T i G a P u L u H T u J u H

108 21 5
                                    

Harry memainkan ponsel pintarnya sembari menekuk leher pada bantal. Sinyalnya sungguh lemot untuk dapat mengakses internet, namun apa yang membuat Harry lebih kesal adalah wanita itu justru tidak tertarik pada benda yang ada di genggaman tangannya.

Memunggungi Harry, Amicia terus menceritakan imajinasi di kepalanya tentang tupai yang kesepian dan sebuah pohon raksasa pada anak pungut sementaranya. Harry pun sempat ikut mendengar dan sesekali terlarut dalam kisahnya, namun apa yang sedang ia pegang kembali membuatnya teringat akan tujuannya repot-repot membuka ponsel itu dari kotaknya.

"Shit..." Umpatan Harry membuat Amicia menoleh cepat, Harry pun melirik datar ke arah istrinya.

"Harry, dia tidak tuli."

"Aku tau."

Amicia memutar bola matanya malas, lalu kembali bercerita meski tidak ditanggapi dengan kalimat.
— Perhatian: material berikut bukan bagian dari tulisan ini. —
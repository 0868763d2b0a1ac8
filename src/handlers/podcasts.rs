use axum::{
    extract::{RawQuery, State},
    http::{StatusCode, header},
    response::{IntoResponse, Response},
};
use std::time::Instant;
use tracing::info;
use crate::error::GatewayError;
use crate::metrics::UPSTREAM_LATENCY;
use crate::state::AppState;

// Relay GET <upstream>/podcasts with the caller's query string, no retries
pub async fn podcasts_handler(
    State(state): State<AppState>,
    RawQuery(query): RawQuery,
) -> Result<Response, GatewayError> {
    let mut target = state.podcasts_url.clone();
    target.set_query(query.as_deref());

    info!(url = %target, "Forwarding request");

    let start_time = Instant::now();
    let upstream = state.client.get(target).send().await?;
    let status = StatusCode::from_u16(upstream.status().as_u16())
        .unwrap_or(StatusCode::BAD_GATEWAY);
    let body = upstream.bytes().await?;
    UPSTREAM_LATENCY.observe(start_time.elapsed().as_secs_f64());

    Ok((status, [(header::CONTENT_TYPE, "application/json")], body).into_response())
}
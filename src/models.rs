use serde::{Deserialize, Serialize};

// Health check payload
#[derive(Deserialize, Serialize, Clone, Debug)]
pub struct HealthResponse {
    pub status: String,
    pub timestamp: String, // RFC 3339, UTC
}

impl HealthResponse {
    pub fn ok() -> Self {
        Self {
            status: "ok".to_string(),
            timestamp: chrono::Utc::now().to_rfc3339_opts(chrono::SecondsFormat::Secs, true),
        }
    }
}
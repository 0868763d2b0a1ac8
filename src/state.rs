use std::sync::Arc;
use crate::rate_limit::RateLimitRegistry;

// app's shared state
#[derive(Clone)]
pub struct AppState {
    pub client: reqwest::Client,
    pub podcasts_url: reqwest::Url, // "<upstream>/podcasts", query replaced per request
    pub registry: Arc<RateLimitRegistry>,
}

impl AppState {
    pub fn new(podcasts_url: reqwest::Url, registry: Arc<RateLimitRegistry>) -> Self {
        Self {
            client: reqwest::Client::new(),
            podcasts_url,
            registry,
        }
    }
}
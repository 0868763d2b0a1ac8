use std::sync::Arc;
use tokio::sync::oneshot;
use tokio::task::JoinHandle;
use tokio::time::{Duration, Instant, interval_at};
use tracing::{debug, info};

use crate::rate_limit::RateLimitRegistry;

// Handle to the background sweeper task
pub struct SweeperHandle {
    stop_tx: oneshot::Sender<()>,
    task: JoinHandle<()>,
}

impl SweeperHandle {
    // Signal the loop to exit and wait for it
    pub async fn stop(self) {
        let _ = self.stop_tx.send(());
        let _ = self.task.await;
    }

    pub fn is_finished(&self) -> bool {
        self.task.is_finished()
    }
}

// Evicts idle limiters every `period` - first pass one full period after start
pub fn spawn_sweeper(registry: Arc<RateLimitRegistry>, period: Duration) -> SweeperHandle {
    let (stop_tx, mut stop_rx) = oneshot::channel::<()>();

    let task = tokio::spawn(async move {
        let mut ticker = interval_at(Instant::now() + period, period);
        info!(interval = ?period, "Sweeper started");

        loop {
            tokio::select! {
                _ = ticker.tick() => {
                    let removed = registry.sweep();
                    if removed > 0 {
                        info!(removed, remaining = registry.len(), "Evicted idle clients");
                    } else {
                        debug!(remaining = registry.len(), "Sweep found nothing stale");
                    }
                }
                // stop signal, or the handle was dropped
                _ = &mut stop_rx => break,
            }
        }

        info!("Sweeper stopped");
    });

    SweeperHandle { stop_tx, task }
}
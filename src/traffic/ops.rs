/// A point in graph space. The origin is the centre of the view.
#[derive(Clone, Copy, Debug, Default, PartialEq)]
pub struct Position {
	/// Horizontal coordinate.
	pub x: f64,
	/// Vertical coordinate.
	pub y: f64,
}

/// One mutation of the visual graph.
#[derive(Clone, Debug, PartialEq)]
pub enum GraphOp {
	/// A node appeared.
	AddNode {
		/// Node id.
		id: String,
		/// Initial placement.
		position: Position,
	},
	/// A directed edge appeared.
	AddEdge {
		/// Edge id, see [`EdgeKey::id`](super::EdgeKey::id).
		id: String,
		/// Sending node.
		source: String,
		/// Receiving node.
		target: String,
	},
	/// An edge was dropped together with one of its endpoints.
	RemoveEdge {
		/// Edge id.
		id: String,
	},
	/// A node was evicted.
	RemoveNode {
		/// Node id.
		id: String,
	},
}

/// Receiver of graph mutations produced by a [`TrafficSession`](super::TrafficSession).
///
/// The canvas renderer implements this directly; tests collect into a `Vec<GraphOp>`.
pub trait GraphSink {
	/// Add a visual node at `position`.
	fn add_node(&mut self, id: &str, position: Position);
	/// Add a visual edge from `source` to `target`.
	fn add_edge(&mut self, id: &str, source: &str, target: &str);
	/// Remove a visual edge.
	fn remove_edge(&mut self, id: &str);
	/// Remove a visual node.
	fn remove_node(&mut self, id: &str);
}

impl GraphSink for Vec<GraphOp> {
	fn add_node(&mut self, id: &str, position: Position) {
		self.push(GraphOp::AddNode {
			id: id.to_owned(),
			position,
		});
	}

	fn add_edge(&mut self, id: &str, source: &str, target: &str) {
		self.push(GraphOp::AddEdge {
			id: id.to_owned(),
			source: source.to_owned(),
			target: target.to_owned(),
		});
	}

	fn remove_edge(&mut self, id: &str) {
		self.push(GraphOp::RemoveEdge { id: id.to_owned() });
	}

	fn remove_node(&mut self, id: &str) {
		self.push(GraphOp::RemoveNode { id: id.to_owned() });
	}
}
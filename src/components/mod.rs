pub mod event_log;
pub mod force_graph;
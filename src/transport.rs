use std::fmt;
use std::rc::Rc;

use log::{debug, info, warn};
use wasm_bindgen::prelude::*;
use web_sys::{CloseEvent, Event, MessageEvent, WebSocket};

use crate::error::{ClientError, js_reason};

/// Lifecycle of the stats socket as shown in the overlay.
#[derive(Clone, Copy, Debug, PartialEq, Eq)]
pub enum ConnectionState {
	Connecting,
	Open,
	Closed,
	Failed,
}

impl fmt::Display for ConnectionState {
	fn fmt(&self, f: &mut fmt::Formatter<'_>) -> fmt::Result {
		f.write_str(match self {
			Self::Connecting => "connecting",
			Self::Open => "live",
			Self::Closed => "disconnected",
			Self::Failed => "connection error",
		})
	}
}

/// Browser WebSocket delivering text frames from the router.
///
/// The callbacks stay registered until this is dropped. There is no reconnect.
pub struct StatsSocket {
	socket: WebSocket,
	_on_open: Closure<dyn FnMut(Event)>,
	_on_message: Closure<dyn FnMut(MessageEvent)>,
	_on_close: Closure<dyn FnMut(CloseEvent)>,
	_on_error: Closure<dyn FnMut(Event)>,
}

impl StatsSocket {
	pub fn connect(
		url: &str,
		mut on_frame: impl FnMut(&str) + 'static,
		on_state: impl Fn(ConnectionState) + 'static,
	) -> Result<Self, ClientError> {
		let socket = WebSocket::new(url).map_err(|e| ClientError::Socket {
			url: url.to_owned(),
			reason: js_reason(&e),
		})?;
		info!("connecting to {url}");
		let on_state: Rc<dyn Fn(ConnectionState)> = Rc::new(on_state);
		on_state(ConnectionState::Connecting);

		let on_open = Closure::<dyn FnMut(_)>::new({
			let on_state = on_state.clone();
			let url = url.to_owned();
			move |_: Event| {
				info!("stats stream {url} open");
				on_state(ConnectionState::Open);
			}
		});
		socket.set_onopen(Some(on_open.as_ref().unchecked_ref()));

		let on_message = Closure::<dyn FnMut(_)>::new(move |e: MessageEvent| {
			match e.data().as_string() {
				Some(text) => on_frame(&text),
				None => debug!("ignoring non-text stats frame"),
			}
		});
		socket.set_onmessage(Some(on_message.as_ref().unchecked_ref()));

		let on_close = Closure::<dyn FnMut(_)>::new({
			let on_state = on_state.clone();
			move |e: CloseEvent| {
				info!("stats stream closed (code {}, {:?})", e.code(), e.reason());
				on_state(ConnectionState::Closed);
			}
		});
		socket.set_onclose(Some(on_close.as_ref().unchecked_ref()));

		let on_error = Closure::<dyn FnMut(_)>::new(move |_: Event| {
			warn!("stats stream error");
			on_state(ConnectionState::Failed);
		});
		socket.set_onerror(Some(on_error.as_ref().unchecked_ref()));

		Ok(Self {
			socket,
			_on_open: on_open,
			_on_message: on_message,
			_on_close: on_close,
			_on_error: on_error,
		})
	}
}

impl Drop for StatsSocket {
	fn drop(&mut self) {
		self.socket.set_onopen(None);
		self.socket.set_onmessage(None);
		self.socket.set_onclose(None);
		self.socket.set_onerror(None);
		if let Err(e) = self.socket.close() {
			debug!("closing stats socket: {}", js_reason(&e));
		}
	}
}
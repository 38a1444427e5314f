use relay_traffic_graph::traffic::{GraphOp, Placement, TrafficSession};

fn feed(session: &mut TrafficSession, frames: &[&str]) -> Vec<GraphOp> {
	let mut ops = Vec::new();
	for frame in frames {
		session.on_message(frame, &mut ops);
	}
	ops
}

fn ticks(session: &mut TrafficSession, n: usize) -> Vec<GraphOp> {
	let mut ops = Vec::new();
	for _ in 0..n {
		session.tick(&mut ops);
	}
	ops
}

#[test]
fn reciprocal_traffic_makes_two_edges() {
	let mut session = TrafficSession::default();
	let ops = feed(&mut session, &[r#"[0,"A","B",100]"#, r#"[0,"B","A",101]"#]);

	let edges: Vec<_> = ops
		.iter()
		.filter_map(|op| match op {
			GraphOp::AddEdge { id, .. } => Some(id.as_str()),
			_ => None,
		})
		.collect();
	assert_eq!(edges, ["A->B", "B->A"]);

	for id in ["A", "B"] {
		let node = session.registry().get(id).unwrap();
		assert_eq!((node.rx, node.tx, node.idle_ticks), (1, 1, 0));
	}
}

#[test]
fn silent_node_survives_ten_ticks_and_goes_on_the_eleventh() {
	let mut session = TrafficSession::default();
	feed(&mut session, &[r#"["20","US","A",1]"#]);
	// first tick absorbs the activity
	assert!(ticks(&mut session, 1).is_empty());

	assert!(ticks(&mut session, 10).is_empty());
	assert!(session.registry().contains("A"));
	assert_eq!(session.registry().get("A").unwrap().idle_ticks, 10);

	let ops = ticks(&mut session, 1);
	assert!(!session.registry().contains("A"));
	assert!(ops.contains(&GraphOp::RemoveNode { id: "A".into() }));
	assert!(ops.contains(&GraphOp::RemoveEdge { id: "US->A".into() }));
	assert!(session.edges().is_empty());
}

#[test]
fn steady_traffic_keeps_a_node_alive() {
	let mut session = TrafficSession::new(2, Placement::default());
	for ts in 0..20 {
		feed(&mut session, &[format!(r#"[11,"US","A",{ts}]"#).as_str()]);
		assert!(session.tick(&mut Vec::<GraphOp>::new()).evicted.is_empty());
	}
	assert_eq!(session.registry().len(), 2);
}

#[test]
fn garbage_never_reaches_the_graph() {
	let mut session = TrafficSession::default();
	let ops = feed(
		&mut session,
		&["not json", "", "[]", r#"[1,"A"]"#, r#"["x","A","B",1]"#, "null"],
	);
	assert!(ops.is_empty());
	assert!(session.registry().is_empty());
	assert!(session.edges().is_empty());
}

#[test]
fn registry_and_edges_mirror_the_emitted_ops() {
	let mut session = TrafficSession::new(1, Placement::default());
	let mut ops = feed(
		&mut session,
		&[
			r#"[1,"US","A",1]"#,
			r#"[1,"A","US",2]"#,
			r#"[2,"US","B",3]"#,
			r#"[3,"C","B",4]"#,
		],
	);
	ops.extend(ticks(&mut session, 1));
	ops.extend(feed(&mut session, &[r#"[1,"US","A",5]"#]));
	ops.extend(ticks(&mut session, 2));

	let mut nodes = std::collections::BTreeSet::new();
	let mut edges = std::collections::BTreeSet::new();
	for op in &ops {
		match op {
			GraphOp::AddNode { id, .. } => assert!(nodes.insert(id.clone())),
			GraphOp::RemoveNode { id } => assert!(nodes.remove(id)),
			GraphOp::AddEdge { id, source, target } => {
				assert!(nodes.contains(source) && nodes.contains(target));
				assert!(edges.insert(id.clone()));
			}
			GraphOp::RemoveEdge { id } => assert!(edges.remove(id)),
		}
	}

	let live: std::collections::BTreeSet<_> =
		session.registry().ids().map(str::to_owned).collect();
	assert_eq!(nodes, live);
	let tracked: std::collections::BTreeSet<_> = session.edges().iter().map(|k| k.id()).collect();
	assert_eq!(edges, tracked);
}

#[test]
fn arrowed_router_ids_keep_separate_edge_ids() {
	let mut session = TrafficSession::default();
	let ops = feed(&mut session, &[r#"[0,"A->B","C",1]"#, r#"[0,"A","B->C",2]"#]);
	let ids: std::collections::BTreeSet<_> = ops
		.iter()
		.filter_map(|op| match op {
			GraphOp::AddEdge { id, .. } => Some(id.clone()),
			_ => None,
		})
		.collect();
	assert_eq!(ids.len(), 2);
	assert_eq!(session.edges().len(), 2);
}
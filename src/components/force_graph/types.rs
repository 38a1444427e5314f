use std::collections::HashSet;

use force_graph::DefaultNodeIdx;

/// Per-node render data carried inside the simulation.
#[derive(Clone, Debug, Default)]
pub struct NodeInfo {
	pub id: String,
	pub label: String,
	pub color: &'static str,
	pub anchor: bool,
	/// Seconds since the node was added, drives the fade-in.
	pub age: f64,
}

#[derive(Clone, Debug, Default)]
pub struct ViewTransform {
	pub x: f64,
	pub y: f64,
	pub k: f64,
}

#[derive(Clone, Debug, Default)]
pub struct DragState {
	pub node_idx: Option<DefaultNodeIdx>,
	pub start_x: f64,
	pub start_y: f64,
	pub node_start_x: f32,
	pub node_start_y: f32,
}

#[derive(Clone, Debug, Default)]
pub struct PanState {
	pub active: bool,
	pub start_x: f64,
	pub start_y: f64,
	pub transform_start_x: f64,
	pub transform_start_y: f64,
}

#[derive(Clone, Debug, Default)]
pub struct HoverState {
	pub node: Option<DefaultNodeIdx>,
	pub neighbors: HashSet<DefaultNodeIdx>,
	pub highlight_t: f64,
	pub prev_node: Option<DefaultNodeIdx>,
	pub prev_neighbors: HashSet<DefaultNodeIdx>,
}

impl HoverState {
	pub fn forget(&mut self, idx: DefaultNodeIdx) {
		if self.node == Some(idx) || self.prev_node == Some(idx) {
			*self = Self::default();
			return;
		}
		self.neighbors.remove(&idx);
		self.prev_neighbors.remove(&idx);
	}
}
use std::cell::RefCell;
use std::collections::HashMap;
use std::rc::Rc;

use force_graph::{DefaultNodeIdx, EdgeData, ForceGraph, NodeData, SimulationParameters};
use log::warn;

use super::types::{DragState, HoverState, NodeInfo, PanState, ViewTransform};
use crate::traffic::{GraphSink, Position};

const COLORS: &[&str] = &[
	"#1f77b4", "#ff7f0e", "#2ca02c", "#d62728", "#9467bd", "#8c564b", "#e377c2", "#7f7f7f",
	"#bcbd22", "#17becf",
];
const ANCHOR_COLOR: &str = "#F2B1BA";
const LABEL_CHARS: usize = 8;

pub const NODE_RADIUS: f64 = 5.0;
pub const ANCHOR_RADIUS: f64 = 9.0;
pub const HIT_RADIUS: f64 = 12.0;

/// Renderer state shared between the canvas and the stats client.
pub type SharedGraph = Rc<RefCell<ForceGraphState>>;

pub struct ForceGraphState {
	pub graph: ForceGraph<NodeInfo, ()>,
	pub transform: ViewTransform,
	pub drag: DragState,
	pub pan: PanState,
	pub hover: HoverState,
	pub width: f64,
	pub height: f64,
	pub flow_time: f64,
	anchor: String,
	nodes: HashMap<String, DefaultNodeIdx>,
	edges: HashMap<String, (DefaultNodeIdx, DefaultNodeIdx)>,
}

fn palette_color(id: &str) -> &'static str {
	let sum = id.bytes().fold(0usize, |acc, b| acc.wrapping_mul(31).wrapping_add(b as usize));
	COLORS[sum % COLORS.len()]
}

fn short_label(id: &str) -> String {
	match id.char_indices().nth(LABEL_CHARS) {
		Some((cut, _)) => format!("{}…", &id[..cut]),
		None => id.to_owned(),
	}
}

impl ForceGraphState {
	/// Empty graph; `anchor` is pinned where it is first placed.
	pub fn new(anchor: &str) -> Self {
		Self {
			graph: ForceGraph::new(SimulationParameters {
				force_charge: 150.0,
				force_spring: 0.05,
				force_max: 100.0,
				node_speed: 3000.0,
				damping_factor: 0.9,
			}),
			transform: ViewTransform {
				x: 0.0,
				y: 0.0,
				k: 0.5,
			},
			drag: DragState::default(),
			pan: PanState::default(),
			hover: HoverState::default(),
			width: 0.0,
			height: 0.0,
			flow_time: 0.0,
			anchor: anchor.to_owned(),
			nodes: HashMap::new(),
			edges: HashMap::new(),
		}
	}

	/// Resize the view, keeping graph space centred.
	pub fn fit_viewport(&mut self, width: f64, height: f64) {
		self.transform.x += (width - self.width) / 2.0;
		self.transform.y += (height - self.height) / 2.0;
		self.width = width;
		self.height = height;
	}

	pub fn screen_to_graph(&self, sx: f64, sy: f64) -> (f64, f64) {
		(
			(sx - self.transform.x) / self.transform.k,
			(sy - self.transform.y) / self.transform.k,
		)
	}

	pub fn node_at_position(&self, sx: f64, sy: f64) -> Option<DefaultNodeIdx> {
		let (gx, gy) = self.screen_to_graph(sx, sy);
		let mut found = None;
		self.graph.visit_nodes(|node| {
			let (dx, dy) = (node.x() as f64 - gx, node.y() as f64 - gy);
			// world-space, scales with zoom like the nodes
			if (dx * dx + dy * dy).sqrt() < HIT_RADIUS {
				found = Some(node.index());
			}
		});
		found
	}

	pub fn node_position(&self, idx: DefaultNodeIdx) -> Option<(f32, f32)> {
		let mut pos = None;
		self.graph.visit_nodes(|node| {
			if node.index() == idx {
				pos = Some((node.x(), node.y()));
			}
		});
		pos
	}

	/// Move a node and pin it there.
	pub fn pin_node(&mut self, idx: DefaultNodeIdx, x: f32, y: f32) {
		self.graph.visit_nodes_mut(|node| {
			if node.index() == idx {
				node.data.x = x;
				node.data.y = y;
				node.data.is_anchor = true;
			}
		});
	}

	pub fn set_hover(&mut self, node: Option<DefaultNodeIdx>) {
		if self.hover.node == node {
			return;
		}
		let was_hovering = self.hover.node.is_some();

		// keep the old highlight around while it fades out
		if was_hovering && node.is_none() {
			self.hover.prev_node = self.hover.node.take();
			self.hover.prev_neighbors = std::mem::take(&mut self.hover.neighbors);
		} else {
			self.hover.prev_node = None;
			self.hover.prev_neighbors.clear();
		}

		self.hover.node = node;
		self.hover.neighbors.clear();
		if let Some(idx) = node {
			for &(src, tgt) in self.edges.values() {
				if src == idx {
					self.hover.neighbors.insert(tgt);
				} else if tgt == idx {
					self.hover.neighbors.insert(src);
				}
			}
		}
	}

	pub fn is_highlighted(&self, idx: DefaultNodeIdx) -> bool {
		self.is_hovered(idx)
			|| self.hover.neighbors.contains(&idx)
			|| self.hover.prev_neighbors.contains(&idx)
	}

	pub fn is_hovered(&self, idx: DefaultNodeIdx) -> bool {
		self.hover.node == Some(idx) || self.hover.prev_node == Some(idx)
	}

	pub fn has_active_highlight(&self) -> bool {
		self.hover.node.is_some() || self.hover.prev_node.is_some()
	}

	pub fn tick(&mut self, dt: f32) {
		self.graph.update(dt);
		self.graph.visit_nodes_mut(|node| node.data.user_data.age += dt as f64);
		self.flow_time += dt as f64;

		let (target, speed) = if self.hover.node.is_some() {
			(1.0, 1.8)
		} else {
			(0.0, 1.26)
		};
		self.hover.highlight_t += (target - self.hover.highlight_t) * speed * dt as f64;
		if self.hover.node.is_none() && self.hover.highlight_t < 0.01 {
			self.hover.highlight_t = 0.0;
			self.hover.prev_node = None;
			self.hover.prev_neighbors.clear();
		}
	}
}

impl GraphSink for ForceGraphState {
	fn add_node(&mut self, id: &str, position: Position) {
		if self.nodes.contains_key(id) {
			return;
		}
		let anchor = id == self.anchor;
		let idx = self.graph.add_node(NodeData {
			x: position.x as f32,
			y: position.y as f32,
			mass: if anchor { 30.0 } else { 10.0 },
			is_anchor: anchor,
			user_data: NodeInfo {
				id: id.to_owned(),
				label: short_label(id),
				color: if anchor { ANCHOR_COLOR } else { palette_color(id) },
				anchor,
				age: 0.0,
			},
		});
		self.nodes.insert(id.to_owned(), idx);
	}

	fn add_edge(&mut self, id: &str, source: &str, target: &str) {
		if self.edges.contains_key(id) {
			return;
		}
		let (Some(&src), Some(&tgt)) = (self.nodes.get(source), self.nodes.get(target)) else {
			warn!("edge {id} references a node that is not drawn");
			return;
		};
		// self-traffic stays indexed but never enters the simulation
		if src != tgt {
			self.graph.add_edge(src, tgt, EdgeData::default());
		}
		self.edges.insert(id.to_owned(), (src, tgt));
	}

	// The simulation edge goes away with its endpoint, which is always removed next.
	fn remove_edge(&mut self, id: &str) {
		self.edges.remove(id);
	}

	fn remove_node(&mut self, id: &str) {
		let Some(idx) = self.nodes.remove(id) else {
			return;
		};
		self.graph.remove_node(idx);
		self.edges.retain(|_, &mut (src, tgt)| src != idx && tgt != idx);
		self.hover.forget(idx);
		if self.drag.node_idx == Some(idx) {
			self.drag = DragState::default();
		}
	}
}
Mengapa anak itu bahkan tidak menulis sesuatu?

Harry kembali berkutat pada ponsel mahalnya, kini ia terlihat seperti orang bodoh.

"Oh!"

Harry menoleh cepat, matanya melebar melihat anak itu langsung menerjang perut Amicia dengan pelukan. Bagaimana bila sesuatu terjadi? Bagaimana bila bayinya tiba-tiba keluar dari bawah?

Mungkin Harry terlalu berlebihan. Kini ia meletakkan ponselnya di atas nakas lalu melipat tangan di depan dada, mata hijaunya melirik sinis memperhatikan gerak-gerik bocah laki-laki itu mengusap punggung istrinya.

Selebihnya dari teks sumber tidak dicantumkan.